Per questo ieri Boccia ha voluto chiarirlo: “La legge va rispettata, e non chiede a un sindaco quando si candida a presidente di Regione di dimettersi, così come non lo chiede ad un governatore. Ci si dimette solo quando si ha un altro incarico”. Vari dirigenti del Pd indicano anche i precedenti: Giorgio Gori, che si dimise da consigliere regionale dopo essere diventato sindaco e Lucia Borgonzoni, che non si dimise da senatrice per candidarsi alla guida della Regione Emilia-Romagna. “Sperando che a chiedere le dimissioni di Zingaretti non sia proprio Virginia..” sussurrava ieri un big del Movimento.

Se ciò non accadesse, solo a gennaio i giallorosa dovrebbero provare a riprendersi la Regione: con un candidato del M5S, dicono i grillini, oppure presentando l’attuale assessore alla Sanità Alessio D’Amato, come sostengono da ambienti dem, dove rilanciano l’ipotesi di un ticket con l’attuale assessore alla Transizione ecologica, la veterana del Movimento Roberta Lombardi (ma lei continua a smentire ogni coinvolgimento). Su questo si tratterà. Per il Pd l’importante è l’unità della coalizione, almeno così ripetono al Nazareno. D’altronde l’operazione a Roma va di pari passo con la candidatura a Napoli del presidente della Camera, il grillino Roberto Fico, che però per decidersi chiede sostegni economici per il disastrato bilancio partenopeo (stanno lavorando a un apposito fondo triennale). Ma nel gioco del dare e avere chi rischia di più, almeno a Roma, è il Movimento, che di guai ne ha già una valanga. E che ora deve stare attentissimo a non mostrarsi come il traditore della Raggi, della sua sindaca. Così in mattinata Luigi Di Maio, anche lui consultato di continuo da Letta e dagli altri maggiorenti dem, soppesa le parole a L’aria che tira: “Su Roma non è questione di trovare la quadra, noi abbiamo la candidatura di Virginia Raggi e noi la sosterremo. Ma non credo che questo farà saltare l’alleanza con i dem. Zingaretti? Chiedete al Pd”. La linea è che si resta sulla Raggi. Il resto è ciò che si fa ma che non si può urlare, cioè è la politica. Quella in base a cui Letta ha provato anche negli ultimi giorni a chiedere al M5S di togliere dal tavolo la sindaca uscente. Trovando l’ennesimo no di Conte, che non poteva voltarle le spalle. Non può farlo nessuno nei 5Stelle, perché Raggi è forte nei sondaggi e intoccabile per la base. E bisogna evitare che le venga la tentazione di passare nel campo dell’avversario, di Davide Casaleggio, magari assieme a quell’Alessandro Di Battista che la sosterrà nella sua campagna.
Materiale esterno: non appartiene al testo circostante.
//! Scalar helpers: angle conversion and reduction, rounding, and bit twiddling.
//!
//! Angles are in radians unless a function says otherwise. The commonly used fractions of π are
//! associated constants of the [`Float`] trait (eg. [`Float::TWO_PI`]).

use crate::{Cast, Float};

/// Converts an angle from radians to degrees.
///
/// # Examples
///
/// ```
/// # use approx::assert_relative_eq;
/// # use clg::math::*;
/// assert_relative_eq!(to_degrees(std::f64::consts::PI), 180.0);
/// ```
#[inline]
pub fn to_degrees<T: Float>(radians: T) -> T {
    (radians * T::from_f64(180.0)) / T::PI
}

/// Converts an angle from degrees to radians.
///
/// # Examples
///
/// ```
/// # use approx::assert_relative_eq;
/// # use clg::math::*;
/// assert_relative_eq!(to_radians(180.0), std::f64::consts::PI);
/// ```
#[inline]
pub fn to_radians<T: Float>(degrees: T) -> T {
    degrees * (T::PI / T::from_f64(180.0))
}

/// Returns the clockwise rotation needed to get from the angle `from` to the angle `to`.
///
/// Both angles are expected to be in `[0, 2π)` (see [`clamp_radians`]). The result is in the same
/// range.
pub fn clockwise_distance<T: Float>(from: T, to: T) -> T {
    if from >= to {
        from - to
    } else {
        T::TWO_PI - (to - from)
    }
}

/// Clamps `value` to the range `[min, max]`.
///
/// Works with any [`PartialOrd`] type. If `value` is unordered with respect to both bounds (eg. a
/// NaN), `max` is returned.
///
/// # Examples
///
/// ```
/// # use clg::math::*;
/// assert_eq!(clamp(5, 0, 3), 3);
/// assert_eq!(clamp(-1.0, 0.0, 1.0), 0.0);
/// assert_eq!(clamp("b", "a", "c"), "b");
/// ```
#[inline]
pub fn clamp<T: PartialOrd>(value: T, min: T, max: T) -> T {
    if value < min {
        min
    } else if value < max {
        value
    } else {
        max
    }
}

/// Clamps `value` to the unit range `[0, 1]`.
#[inline]
pub fn saturate<T: Float>(value: T) -> T {
    clamp(value, T::ZERO, T::ONE)
}

/// Reduces an angle in radians into the range `[0, 2π)`.
///
/// Angles that are already in range are returned unchanged.
///
/// # Examples
///
/// ```
/// # use approx::{assert_abs_diff_eq, assert_relative_eq};
/// # use clg::{math::*, Float};
/// assert_relative_eq!(clamp_radians(-f32::HALF_PI), f32::ONE_AND_HALF_PI);
/// assert_abs_diff_eq!(clamp_radians(5.0 * f32::PI), f32::PI, epsilon = 1e-6);
/// assert_eq!(clamp_radians(-f32::TWO_PI), 0.0);
/// ```
pub fn clamp_radians<T: Float>(radians: T) -> T {
    if radians >= T::TWO_PI {
        radians % T::TWO_PI
    } else if radians < T::ZERO {
        let wrapped = T::TWO_PI + radians % T::TWO_PI;
        // Multiples of 2π (and tiny negative angles) land exactly on the excluded upper bound.
        if wrapped >= T::TWO_PI {
            T::ZERO
        } else {
            wrapped
        }
    } else {
        radians
    }
}

/// Returns the shortest angular distance between two angles, in the range `[0, π]`.
///
/// The inputs may be any angle; they are reduced with [`clamp_radians`] first.
///
/// # Examples
///
/// ```
/// # use approx::{assert_abs_diff_eq, assert_relative_eq};
/// # use clg::{math::*, Float};
/// assert_abs_diff_eq!(abs_radial_distance(0.1, f64::TWO_PI - 0.1), 0.2, epsilon = 1e-12);
/// assert_relative_eq!(abs_radial_distance(f64::HALF_PI, -f64::HALF_PI), f64::PI);
/// ```
pub fn abs_radial_distance<T: Float>(lhs: T, rhs: T) -> T {
    let distance = (clamp_radians(lhs) - clamp_radians(rhs)).abs();
    if distance > T::PI {
        T::TWO_PI - distance
    } else {
        distance
    }
}

/// Rounds `number` to the nearest integer, rounding halfway cases away from zero.
///
/// Values outside of the range of [`i64`] saturate.
///
/// # Examples
///
/// ```
/// # use clg::math::*;
/// assert_eq!(round_to_integer(2.5f32), 3);
/// assert_eq!(round_to_integer(-2.5f32), -3);
/// assert_eq!(round_to_integer(-2.4f64), -2);
/// ```
#[inline]
pub fn round_to_integer<T: Float + Cast<i64>>(number: T) -> i64 {
    let half = T::from_f64(0.5);
    let shifted = if number >= T::ZERO {
        number + half
    } else {
        number - half
    };
    shifted.cast()
}

/// Computes the remainder of `numerator / denominator`, with the quotient rounded to the nearest
/// integer.
///
/// Unlike the `%` operator (which truncates the quotient), the result lies in
/// `[-denominator / 2, denominator / 2]`.
///
/// # Examples
///
/// ```
/// # use clg::math::*;
/// assert_eq!(remainder(5.0, 3.0), -1.0);
/// assert_eq!(5.0f64 % 3.0, 2.0);
/// assert_eq!(remainder(-7.0, 2.0), 1.0);
/// ```
pub fn remainder<T>(numerator: T, denominator: T) -> T
where
    T: Float + Cast<i64>,
    i64: Cast<T>,
{
    let quotient: T = round_to_integer(numerator / denominator).cast();
    numerator - quotient * denominator
}

/// Unsigned integers that can be rounded up to a power of two.
pub trait PowerOfTwo: Sized {
    /// Rounds `self` up to the nearest power of two.
    ///
    /// Powers of two are returned unchanged. Zero, as well as values larger than the largest
    /// representable power of two, wrap around to zero.
    fn round_up_to_power_of_two(self) -> Self;
}

macro_rules! power_of_two {
    ($($types:ty),+) => {
        $(
            impl PowerOfTwo for $types {
                fn round_up_to_power_of_two(self) -> Self {
                    let mut number = self.wrapping_sub(1);
                    let mut shift = 1;
                    while shift < <$types>::BITS {
                        number |= number >> shift;
                        shift *= 2;
                    }
                    number.wrapping_add(1)
                }
            }
        )+
    };
}
power_of_two!(u8, u16, u32, u64, u128, usize);

/// Rounds `number` up to the nearest power of two.
///
/// See [`PowerOfTwo::round_up_to_power_of_two`].
///
/// # Examples
///
/// ```
/// # use clg::math::*;
/// assert_eq!(round_up_to_power_of_two(17u32), 32);
/// assert_eq!(round_up_to_power_of_two(64u32), 64);
/// assert_eq!(round_up_to_power_of_two(0u32), 0);
/// ```
#[inline]
pub fn round_up_to_power_of_two<T: PowerOfTwo>(number: T) -> T {
    number.round_up_to_power_of_two()
}

/// Types whose byte order can be reversed.
///
/// Floating-point values have the bytes of their bit pattern reversed, which is what is needed when
/// reading or writing data with a foreign endianness.
pub trait ByteSwap: Sized {
    fn byte_swap(self) -> Self;
}

macro_rules! byte_swap_int {
    ($($types:ty),+) => {
        $(
            impl ByteSwap for $types {
                #[inline]
                fn byte_swap(self) -> Self {
                    self.swap_bytes()
                }
            }
        )+
    };
}
byte_swap_int!(u8, u16, u32, u64, u128, usize, i8, i16, i32, i64, i128, isize);

impl ByteSwap for f32 {
    #[inline]
    fn byte_swap(self) -> Self {
        f32::from_bits(self.to_bits().swap_bytes())
    }
}

impl ByteSwap for f64 {
    #[inline]
    fn byte_swap(self) -> Self {
        f64::from_bits(self.to_bits().swap_bytes())
    }
}

/// Reverses the byte order of `value`.
///
/// # Examples
///
/// ```
/// # use clg::math::*;
/// assert_eq!(byte_swap(0x11223344u32), 0x44332211);
/// assert_eq!(byte_swap(byte_swap(1.5f32)), 1.5);
/// ```
#[inline]
pub fn byte_swap<T: ByteSwap>(value: T) -> T {
    value.byte_swap()
}

/// Rounds `address` up to the next multiple of `alignment`.
///
/// # Panics
///
/// Panics if `alignment` is not a power of two.
///
/// # Examples
///
/// ```
/// # use clg::math::*;
/// assert_eq!(align_up(13, 8), 16);
/// assert_eq!(align_up(16, 8), 16);
/// ```
pub fn align_up(address: usize, alignment: usize) -> usize {
    assert!(
        alignment.is_power_of_two(),
        "alignment must be a power of two, got {alignment}"
    );
    let mask = alignment - 1;
    (address + mask) & !mask
}

/// Nudges `ptr` forward until its address is a multiple of `alignment` bytes.
///
/// The returned pointer is derived from `ptr`, it is up to the caller to make sure it still points
/// into the same allocation before dereferencing it.
///
/// # Panics
///
/// Panics if `alignment` is not a power of two.
pub fn align_pointer<T>(ptr: *const T, alignment: usize) -> *const T {
    let address = ptr as usize;
    let offset = align_up(address, alignment) - address;
    ptr.cast::<u8>().wrapping_add(offset).cast()
}

#[cfg(test)]
mod tests {
    use approx::{assert_abs_diff_eq, assert_relative_eq};

    use super::*;

    #[test]
    fn degrees_radians() {
        assert_relative_eq!(to_degrees(f32::HALF_PI), 90.0);
        assert_relative_eq!(to_radians(270.0f64), f64::ONE_AND_HALF_PI);
        assert_relative_eq!(to_degrees(to_radians(33.0f64)), 33.0);
    }

    #[test]
    fn test_clockwise_distance() {
        assert_relative_eq!(clockwise_distance(1.0f32, 0.25), 0.75);
        assert_relative_eq!(clockwise_distance(0.25f32, 1.0), f32::TWO_PI - 0.75);
        assert_eq!(clockwise_distance(2.0f64, 2.0), 0.0);
    }

    #[test]
    fn test_clamp_radians() {
        for radians in [0.0, 0.5, f64::PI, f64::TWO_PI - 1e-9] {
            assert_eq!(clamp_radians(radians), radians);
        }
        assert_abs_diff_eq!(clamp_radians(f64::TWO_PI + 1.0), 1.0, epsilon = 1e-12);
        assert_abs_diff_eq!(clamp_radians(-1.0f64), f64::TWO_PI - 1.0, epsilon = 1e-12);
        assert_abs_diff_eq!(
            clamp_radians(-7.0 * f64::TWO_PI - 1.0),
            f64::TWO_PI - 1.0,
            epsilon = 1e-9,
        );

        let mut rng = fastrand::Rng::with_seed(0x3024b6663d843ca2);
        for _ in 0..1000 {
            let radians = (rng.f64() - 0.5) * 100.0;
            let clamped = clamp_radians(radians);
            assert!((0.0..f64::TWO_PI).contains(&clamped), "{radians} -> {clamped}");
        }
    }

    #[test]
    fn test_abs_radial_distance() {
        assert_abs_diff_eq!(abs_radial_distance(0.0f64, 1.0), 1.0);
        assert_abs_diff_eq!(abs_radial_distance(1.0f64, 0.0), 1.0);
        assert_abs_diff_eq!(abs_radial_distance(-0.5f64, 0.5), 1.0, epsilon = 1e-12);
        assert_abs_diff_eq!(
            abs_radial_distance(f64::QUARTER_PI, f64::QUARTER_PI + 3.0 * f64::TWO_PI),
            0.0,
            epsilon = 1e-12
        );

        let mut rng = fastrand::Rng::with_seed(0x5eed);
        for _ in 0..1000 {
            let (a, b) = ((rng.f64() - 0.5) * 40.0, (rng.f64() - 0.5) * 40.0);
            let distance = abs_radial_distance(a, b);
            assert!((0.0..=f64::PI).contains(&distance));
            assert_abs_diff_eq!(distance, abs_radial_distance(b, a), epsilon = 1e-12);
        }
    }

    #[test]
    fn rounding() {
        assert_eq!(round_to_integer(0.49f32), 0);
        assert_eq!(round_to_integer(0.5f32), 1);
        assert_eq!(round_to_integer(-0.5f64), -1);
        assert_eq!(round_to_integer(1e30f64), i64::MAX);

        assert_relative_eq!(remainder(10.0f64, 4.0), -2.0);
        assert_relative_eq!(remainder(11.0f64, 4.0), -1.0);
        assert_abs_diff_eq!(
            remainder(f32::ONE_AND_HALF_PI, f32::TWO_PI),
            -f32::HALF_PI,
            epsilon = 1e-6
        );
    }

    #[test]
    fn powers_of_two() {
        let expected = [(1u32, 1), (2, 2), (3, 4), (5, 8), (1000, 1024), (1 << 31, 1 << 31)];
        for (input, output) in expected {
            assert_eq!(round_up_to_power_of_two(input), output, "{input}");
        }
        assert_eq!(round_up_to_power_of_two(200u8), 0);
        assert_eq!(round_up_to_power_of_two(u64::MAX), 0);
        assert_eq!(round_up_to_power_of_two(3usize), 4);
    }

    #[test]
    fn swap() {
        assert_eq!(byte_swap(0x1122u16), 0x2211);
        assert_eq!(byte_swap(-2i32), 0xfeffffffu32 as i32);
        assert_eq!(byte_swap(1.0f64).to_bits(), 1.0f64.to_bits().swap_bytes());
    }

    #[test]
    fn alignment() {
        assert_eq!(align_up(0, 16), 0);
        assert_eq!(align_up(1, 16), 16);
        assert_eq!(align_up(17, 1), 17);

        let buf = [0u8; 64];
        let ptr = align_pointer(buf[1..].as_ptr(), 32);
        assert_eq!(ptr as usize % 32, 0);
        assert!(ptr as usize >= buf[1..].as_ptr() as usize);
    }

    #[test]
    #[should_panic(expected = "alignment must be a power of two")]
    fn bad_alignment() {
        align_up(5, 3);
    }
}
Dal Pd invece il pressing su Zingaretti è costante. Il governatore continua a cercare di prendere tempo per ottenere sempre più garanzie sulla tenuta dell’accordo. Intorno a lui cresce la convinzione che l’operazione andrà in porto. Ieri sera intanto si è tenuto il tavolo della coalizione per definire le regole delle primarie. Si faranno in ogni modo. Ma Roberto Gualtieri, se dovesse essere lui il candidato, potrebbe trovarsi di fronte candidati robusti, come Monica Cirinnà. Mentre quelle di Zingaretti sarebbero sostanzialmente un’incoronazione. Fortemente voluta.